* **Exercise goal**
Word for word, set down every line of the entries below from the line with "pub struct ChatHistory" to the line with "restore and import.", including both, and no other line.

(Available data)

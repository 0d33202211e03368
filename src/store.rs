//! Best-effort, per-session persistence under a temp directory.
//!
//! Every public operation degrades to "no history" instead of failing: a
//! lost auto-save must never interrupt the conversation. The `try_*`
//! variants expose the underlying [`PersistenceError`].

use crate::error::PersistenceError;
use crate::session::{SessionId, StoreDiagnostics};
use crate::timestamps;
use crate::types::ChatMessage;
use serde::{Deserialize, Serialize};
use std::fs;
use std::path::PathBuf;

const RECORD_EXTENSION: &str = "pkl";

/// What gets written for a session.
#[derive(Clone, Debug, PartialEq, Eq, Serialize, Deserialize)]
pub struct SessionRecord {
    pub session_id: String,
    pub messages: Vec<ChatMessage>,
    pub timestamp: String,
}

impl SessionRecord {
    /// Snapshot of `messages` stamped with the current local time.
    pub fn snapshot(session_id: &SessionId, messages: &[ChatMessage]) -> Self {
        Self {
            session_id: session_id.as_str().to_string(),
            messages: messages.to_vec(),
            timestamp: timestamps::rfc3339(timestamps::local_now()),
        }
    }
}

#[derive(Clone, Debug)]
pub struct EphemeralStore {
    root: PathBuf,
}

impl EphemeralStore {
    pub fn new(root: impl Into<PathBuf>) -> Self {
        Self { root: root.into() }
    }

    pub fn record_path(&self, session_id: &str) -> PathBuf {
        self.root
            .join(format!("{}.{RECORD_EXTENSION}", sanitize_session_id(session_id)))
    }

    /// Writes `record`, skipping empty histories so a valid earlier save is
    /// never clobbered. Returns `false` on failure and records why in
    /// `diagnostics`.
    pub fn save(&self, record: &SessionRecord, diagnostics: &mut StoreDiagnostics) -> bool {
        if record.messages.is_empty() {
            return true;
        }

        match self.try_save(record) {
            Ok(path) => {
                tracing::debug!(
                    session_id = %record.session_id,
                    messages = record.messages.len(),
                    path = %path.display(),
                    "session saved"
                );
                diagnostics.last_save_time = Some(timestamps::clock(timestamps::local_now()));
                diagnostics.save_file_path = Some(path.display().to_string());
                diagnostics.save_error = None;
                true
            }
            Err(err) => {
                tracing::warn!(session_id = %record.session_id, error = %err, "session save failed");
                diagnostics.save_error = Some(format!("Save failed: {err}"));
                false
            }
        }
    }

    /// Reads the record for `session_id`. Absent, unreadable and corrupt
    /// records all come back as an empty history.
    pub fn load(
        &self,
        session_id: &str,
        diagnostics: &mut StoreDiagnostics,
    ) -> (Vec<ChatMessage>, usize) {
        match self.try_load(session_id) {
            Ok(Some(record)) if !record.messages.is_empty() => {
                let count = record.messages.len();
                tracing::debug!(session_id, count, "session restored");
                (record.messages, count)
            }
            Ok(_) => (Vec::new(), 0),
            Err(err) => {
                tracing::warn!(session_id, error = %err, "session load failed");
                diagnostics.load_error = Some(format!("Load failed: {err}"));
                (Vec::new(), 0)
            }
        }
    }

    /// Removes the record for `session_id` if there is one.
    pub fn cleanup(&self, session_id: &str) -> bool {
        match self.try_remove(session_id) {
            Ok(()) => true,
            Err(err) => {
                tracing::warn!(session_id, error = %err, "session cleanup failed");
                false
            }
        }
    }

    pub fn try_save(&self, record: &SessionRecord) -> Result<PathBuf, PersistenceError> {
        fs::create_dir_all(&self.root)?;
        let path = self.record_path(&record.session_id);
        let bytes = rmp_serde::to_vec_named(record)?;

        // Write to temp, then rename
        let temp_path = path.with_extension(format!("{RECORD_EXTENSION}.tmp"));
        let written = fs::write(&temp_path, bytes).and_then(|()| fs::rename(&temp_path, &path));
        if let Err(err) = written {
            let _ = fs::remove_file(&temp_path);
            return Err(err.into());
        }
        Ok(path)
    }

    pub fn try_load(&self, session_id: &str) -> Result<Option<SessionRecord>, PersistenceError> {
        let path = self.record_path(session_id);
        if !path.exists() {
            return Ok(None);
        }
        let bytes = fs::read(&path)?;
        let record = rmp_serde::from_slice(&bytes)?;
        Ok(Some(record))
    }

    pub fn try_remove(&self, session_id: &str) -> Result<(), PersistenceError> {
        let path = self.record_path(session_id);
        if path.exists() {
            fs::remove_file(path)?;
        }
        Ok(())
    }
}

/// Keeps the id usable as a single file name.
fn sanitize_session_id(session_id: &str) -> String {
    session_id
        .chars()
        .map(|c| {
            if c.is_ascii_alphanumeric() || c == '-' || c == '_' {
                c
            } else {
                '_'
            }
        })
        .collect()
}
pub mod ai;
pub mod config;
pub mod console;
pub mod controller;
pub mod error;
pub mod history;
pub mod session;
pub mod store;
pub mod timestamps;
pub mod types;

#[cfg(feature = "ui")]
pub mod ui;
#[cfg(feature = "ui")]
pub mod views;
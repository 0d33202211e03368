//! Integration tests for the ephemeral store and export documents

use paird::history::ChatHistory;
use paird::session::{SessionId, StoreDiagnostics};
use paird::store::{EphemeralStore, SessionRecord};
use paird::types::{ChatMessage, Role};
use tempfile::TempDir;

fn conversation() -> Vec<ChatMessage> {
    vec![
        ChatMessage::user("Hello"),
        ChatMessage::assistant("Hi there!"),
        ChatMessage::user("Ünïcödé 👋"),
    ]
}

mod store_tests {
    use super::*;

    #[test]
    fn test_save_then_load_round_trips() {
        let dir = TempDir::new().unwrap();
        let store = EphemeralStore::new(dir.path());
        let id = SessionId::from_raw("paird_chat_1");
        let mut diagnostics = StoreDiagnostics::default();

        let record = SessionRecord::snapshot(&id, &conversation());
        assert!(store.save(&record, &mut diagnostics));
        assert!(diagnostics.save_file_path.is_some());

        let (messages, count) = store.load(id.as_str(), &mut diagnostics);
        assert_eq!(count, 3);
        assert_eq!(messages, conversation());
        assert!(diagnostics.load_error.is_none());
    }

    #[test]
    fn test_empty_save_keeps_previous_record() {
        let dir = TempDir::new().unwrap();
        let store = EphemeralStore::new(dir.path());
        let id = SessionId::from_raw("paird_chat_2");
        let mut diagnostics = StoreDiagnostics::default();

        store.save(&SessionRecord::snapshot(&id, &conversation()), &mut diagnostics);
        assert!(store.save(&SessionRecord::snapshot(&id, &[]), &mut diagnostics));

        let (messages, _) = store.load(id.as_str(), &mut diagnostics);
        assert_eq!(messages, conversation());
    }

    #[test]
    fn test_missing_record_loads_empty_without_error() {
        let dir = TempDir::new().unwrap();
        let store = EphemeralStore::new(dir.path().join("not-created-yet"));
        let mut diagnostics = StoreDiagnostics::default();

        let (messages, count) = store.load("paird_chat_3", &mut diagnostics);
        assert!(messages.is_empty());
        assert_eq!(count, 0);
        assert!(diagnostics.load_error.is_none());
    }

    #[test]
    fn test_cleanup_removes_record() {
        let dir = TempDir::new().unwrap();
        let store = EphemeralStore::new(dir.path());
        let id = SessionId::from_raw("paird_chat_4");
        let mut diagnostics = StoreDiagnostics::default();

        store.save(&SessionRecord::snapshot(&id, &conversation()), &mut diagnostics);
        assert!(store.record_path(id.as_str()).exists());
        assert!(store.cleanup(id.as_str()));
        assert!(!store.record_path(id.as_str()).exists());
        assert!(store.cleanup(id.as_str()));

        let (messages, _) = store.load(id.as_str(), &mut diagnostics);
        assert!(messages.is_empty());
    }

    #[test]
    fn test_sessions_do_not_share_records() {
        let dir = TempDir::new().unwrap();
        let store = EphemeralStore::new(dir.path());
        let mut diagnostics = StoreDiagnostics::default();
        let a = SessionId::from_raw("paird_chat_5");
        let b = SessionId::from_raw("paird_chat_6");

        store.save(&SessionRecord::snapshot(&a, &conversation()), &mut diagnostics);
        let (messages, _) = store.load(b.as_str(), &mut diagnostics);
        assert!(messages.is_empty());
    }
}

mod document_tests {
    use super::*;
    use time::macros::datetime;

    #[test]
    fn test_export_document_imports_back() {
        let history = ChatHistory::from_messages(conversation());
        let document = history
            .to_export_document("GPT 4o", datetime!(2025-03-04 05:06:07 UTC))
            .unwrap();

        let imported = ChatHistory::from_export_document(document.to_json().as_bytes()).unwrap();
        assert_eq!(imported.messages, conversation());
        assert_eq!(imported.exported_at.as_deref(), Some("20250304_050607"));
    }

    #[test]
    fn test_import_ignores_unknown_fields() {
        let json = r#"{
            "timestamp": "20250101_120000",
            "app": "something else",
            "messages": [
                {"role": "user", "content": "Hello", "id": 7},
                {"role": "assistant", "content": "Hi", "tokens": 2}
            ]
        }"#;

        let imported = ChatHistory::from_export_document(json.as_bytes()).unwrap();
        assert_eq!(imported.messages.len(), 2);
        assert_eq!(imported.messages[0].role, Role::User);
        assert_eq!(imported.messages[1].content, "Hi");
        assert_eq!(imported.summary(), "✅ Loaded 2 messages from 20250101_120000");
    }
}
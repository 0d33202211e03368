//! The in-memory conversation and its portable forms: the JSON export
//! document and the plain-text transcript.

use crate::error::ImportValidationError;
use crate::timestamps;
use crate::types::ChatMessage;
use serde::{Deserialize, Serialize};
use serde_json::Value;
use time::OffsetDateTime;

const TRANSCRIPT_RULE_WIDTH: usize = 50;

#[derive(Clone, Debug, Default, PartialEq, Eq)]
pub struct ChatHistory {
    messages: Vec<ChatMessage>,
}

/// Snapshot written by "download" and accepted by "upload".
#[derive(Clone, Debug, PartialEq, Eq, Serialize, Deserialize)]
pub struct ChatExportDocument {
    pub timestamp: String,
    pub messages: Vec<ChatMessage>,
    pub model: String,
    pub total_messages: usize,
}

impl ChatExportDocument {
    pub fn file_name(&self) -> String {
        format!("chat_history_{}.json", self.timestamp)
    }

    /// Two-space indented JSON; non-ASCII text is written as-is.
    pub fn to_json(&self) -> String {
        serde_json::to_string_pretty(self).unwrap_or_default()
    }
}

/// Result of a successful upload.
#[derive(Clone, Debug, PartialEq, Eq)]
pub struct ImportedHistory {
    pub messages: Vec<ChatMessage>,
    pub exported_at: Option<String>,
}

impl ImportedHistory {
    pub fn summary(&self) -> String {
        format!(
            "✅ Loaded {} messages from {}",
            self.messages.len(),
            self.exported_at.as_deref().unwrap_or("Unknown date")
        )
    }
}

impl ChatHistory {
    pub fn new() -> Self {
        Self::default()
    }

    pub fn from_messages(messages: Vec<ChatMessage>) -> Self {
        Self { messages }
    }

    pub fn append(&mut self, message: ChatMessage) {
        self.messages.push(message);
    }

    pub fn clear(&mut self) {
        self.messages.clear();
    }

    /// Swaps in a whole new sequence, as done by restore and import.
    pub fn replace(&mut self, messages: Vec<ChatMessage>) {
        self.messages = messages;
    }

    pub fn messages(&self) -> &[ChatMessage] {
        &self.messages
    }

    pub fn len(&self) -> usize {
        self.messages.len()
    }

    pub fn is_empty(&self) -> bool {
        self.messages.is_empty()
    }

    /// Labelled transcript, or `None` for an empty conversation.
    pub fn to_display_text(&self, model_label: &str, now: OffsetDateTime) -> Option<String> {
        if self.messages.is_empty() {
            return None;
        }

        let mut text = String::from("Chat History Export\n");
        text.push_str(&format!(
            "Exported on: {}\n",
            timestamps::transcript_stamp(now)
        ));
        text.push_str(&format!("Model: {model_label}\n"));
        text.push_str(&format!("Total Messages: {}\n", self.messages.len()));
        text.push_str(&"=".repeat(TRANSCRIPT_RULE_WIDTH));
        text.push_str("\n\n");

        for (i, message) in self.messages.iter().enumerate() {
            text.push_str(&format!(
                "[{}] {}:\n{}\n\n",
                i + 1,
                message.role.transcript_label(),
                message.content
            ));
        }

        Some(text)
    }

    pub fn to_export_document(
        &self,
        model_label: &str,
        now: OffsetDateTime,
    ) -> Option<ChatExportDocument> {
        if self.messages.is_empty() {
            return None;
        }
        Some(ChatExportDocument {
            timestamp: timestamps::export_stamp(now),
            messages: self.messages.clone(),
            model: model_label.to_string(),
            total_messages: self.messages.len(),
        })
    }

    /// Validates an uploaded export document. Only `messages` is required;
    /// each entry needs `role` and `content`, and everything else is ignored.
    pub fn from_export_document(bytes: &[u8]) -> Result<ImportedHistory, ImportValidationError> {
        let text = std::str::from_utf8(bytes).map_err(|_| ImportValidationError::NotUtf8)?;
        let document: Value =
            serde_json::from_str(text).map_err(|_| ImportValidationError::InvalidJson)?;

        let entries = match document.get("messages") {
            None => return Err(ImportValidationError::MissingMessages),
            Some(Value::Array(entries)) => entries,
            Some(_) => return Err(ImportValidationError::MessagesNotSequence),
        };

        let messages = entries
            .iter()
            .enumerate()
            .map(|(index, entry)| {
                ChatMessage::deserialize(entry).map_err(|err| {
                    ImportValidationError::InvalidMessage {
                        index: index + 1,
                        reason: err.to_string(),
                    }
                })
            })
            .collect::<Result<Vec<_>, _>>()?;

        let exported_at = document
            .get("timestamp")
            .and_then(Value::as_str)
            .map(str::to_string);

        Ok(ImportedHistory {
            messages,
            exported_at,
        })
    }
}
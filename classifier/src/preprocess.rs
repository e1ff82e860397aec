use image::RgbImage;
use image::imageops::{self, FilterType};
use tract_onnx::prelude::*;

/// Side of the square image the network expects.
pub const INPUT_SIZE: usize = 224;

/// Batch, channels, height, width.
pub const INPUT_SHAPE: [usize; 4] = [1, 3, INPUT_SIZE, INPUT_SIZE];

/// Resampling used for the resize. Triangle is the bilinear filter.
pub const RESIZE_FILTER: FilterType = FilterType::Triangle;

/// Turns a decoded image into the network input: exact 224x224 resize
/// (aspect ratio is not kept), channel-first f32 scaled to [0, 1], and a
/// leading batch axis. No mean/std normalization: the model was trained on
/// plain [0, 1] inputs.
pub fn to_input_tensor(image: &RgbImage) -> Tensor {
    let resized = imageops::resize(image, INPUT_SIZE as u32, INPUT_SIZE as u32, RESIZE_FILTER);
    tract_ndarray::Array4::from_shape_fn((1, 3, INPUT_SIZE, INPUT_SIZE), |(_, c, y, x)| {
        resized[(x as _, y as _)][c] as f32 / 255.0
    })
    .into()
}

#[cfg(test)]
mod tests {
    use super::*;
    use approx::assert_abs_diff_eq;
    use image::Rgb;

    #[test]
    fn shape_and_type() {
        let tensor = to_input_tensor(&RgbImage::new(500, 300));
        assert_eq!(tensor.shape(), &INPUT_SHAPE);
        assert_eq!(tensor.datum_type(), f32::datum_type());
    }

    #[test]
    fn channels_first_and_scaled() {
        let image = RgbImage::from_pixel(640, 480, Rgb([255, 0, 51]));
        let tensor = to_input_tensor(&image);
        let view = tensor.to_array_view::<f32>().unwrap();
        for (y, x) in [(0, 0), (112, 17), (223, 223)] {
            assert_abs_diff_eq!(view[[0, 0, y, x]], 1.0, epsilon = 1.0 / 255.0);
            assert_abs_diff_eq!(view[[0, 1, y, x]], 0.0, epsilon = 1.0 / 255.0);
            assert_abs_diff_eq!(view[[0, 2, y, x]], 0.2, epsilon = 1.0 / 255.0);
        }
    }

    #[test]
    fn rows_and_columns_are_not_swapped() {
        // left half black, right half white
        let image =
            RgbImage::from_fn(448, 100, |x, _| if x < 224 { Rgb([0; 3]) } else { Rgb([255; 3]) });
        let tensor = to_input_tensor(&image);
        let view = tensor.to_array_view::<f32>().unwrap();
        assert!(view[[0, 0, 100, 10]] < 0.01);
        assert!(view[[0, 0, 100, 213]] > 0.99);
    }

    #[test]
    fn already_sized_image_is_kept_exactly() {
        let image = RgbImage::from_fn(224, 224, |x, y| Rgb([x as u8, y as u8, 7]));
        let tensor = to_input_tensor(&image);
        let view = tensor.to_array_view::<f32>().unwrap();
        assert_abs_diff_eq!(view[[0, 0, 3, 200]], 200.0 / 255.0, epsilon = 1e-6);
        assert_abs_diff_eq!(view[[0, 1, 3, 200]], 3.0 / 255.0, epsilon = 1e-6);
        assert_abs_diff_eq!(view[[0, 2, 3, 200]], 7.0 / 255.0, epsilon = 1e-6);
    }

    #[test]
    fn every_value_is_in_unit_range() {
        let image =
            RgbImage::from_fn(37, 913, |x, y| Rgb([(x * 7) as u8, (y * 3) as u8, (x ^ y) as u8]));
        let tensor = to_input_tensor(&image);
        assert!(tensor.as_slice::<f32>().unwrap().iter().all(|v| (0.0..=1.0).contains(v)));
    }
}
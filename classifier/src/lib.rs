#[macro_use]
extern crate log;

pub mod classifier;
pub mod errors;
pub mod labels;
pub mod loader;
pub mod model;
pub mod preprocess;
pub mod rank;
pub mod report;

pub use self::classifier::Classifier;
pub use self::errors::{ClassifyError, ClassifyResult};
pub use self::labels::LabelTable;
pub use self::model::{Model, ModelFormat, TractModel};
pub use self::rank::Prediction;

/// Number of predictions reported when nothing else is asked for.
pub const DEFAULT_TOP_K: usize = 5;

pub mod prelude {
    pub use crate::{
        Classifier, ClassifyError, ClassifyResult, LabelTable, Model, ModelFormat, Prediction,
        TractModel, DEFAULT_TOP_K,
    };
    pub use tract_onnx::prelude::Tensor;
}
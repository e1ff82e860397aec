use std::io::Write;

use crate::rank::Prediction;

/// `label: 12.34%`
pub fn format_prediction(prediction: &Prediction) -> String {
    format!("{}: {:.2}%", prediction.label, prediction.score as f64 * 100.0)
}

/// One line per prediction, in ranked order.
pub fn write_human(mut w: impl Write, predictions: &[Prediction]) -> std::io::Result<()> {
    for p in predictions {
        writeln!(w, "{}", format_prediction(p))?;
    }
    Ok(())
}

/// The predictions as a JSON array.
pub fn write_json(mut w: impl Write, predictions: &[Prediction]) -> anyhow::Result<()> {
    serde_json::to_writer_pretty(&mut w, predictions)?;
    writeln!(w)?;
    Ok(())
}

(End Available data)

* **Answer below**
pub struct ChatHistory {
    messages: Vec<ChatMessage>,
}

/// Snapshot written by "download" and accepted by "upload".
#[derive(Clone, Debug, PartialEq, Eq, Serialize, Deserialize)]
pub struct ChatExportDocument {
    pub timestamp: String,
    pub messages: Vec<ChatMessage>,
    pub model: String,
    pub total_messages: usize,
}

impl ChatExportDocument {
    pub fn file_name(&self) -> String {
        format!("chat_history_{}.json", self.timestamp)
    }

    /// Two-space indented JSON; non-ASCII text is written as-is.
    pub fn to_json(&self) -> String {
        serde_json::to_string_pretty(self).unwrap_or_default()
    }
}

/// Result of a successful upload.
#[derive(Clone, Debug, PartialEq, Eq)]
pub struct ImportedHistory {
    pub messages: Vec<ChatMessage>,
    pub exported_at: Option<String>,
}

impl ImportedHistory {
    pub fn summary(&self) -> String {
        format!(
            "✅ Loaded {} messages from {}",
            self.messages.len(),
            self.exported_at.as_deref().unwrap_or("Unknown date")
        )
    }
}

impl ChatHistory {
    pub fn new() -> Self {
        Self::default()
    }

    pub fn from_messages(messages: Vec<ChatMessage>) -> Self {
        Self { messages }
    }

    pub fn append(&mut self, message: ChatMessage) {
        self.messages.push(message);
    }

    pub fn clear(&mut self) {
        self.messages.clear();
    }

    /// Swaps in a whole new sequence, as done by restore and import.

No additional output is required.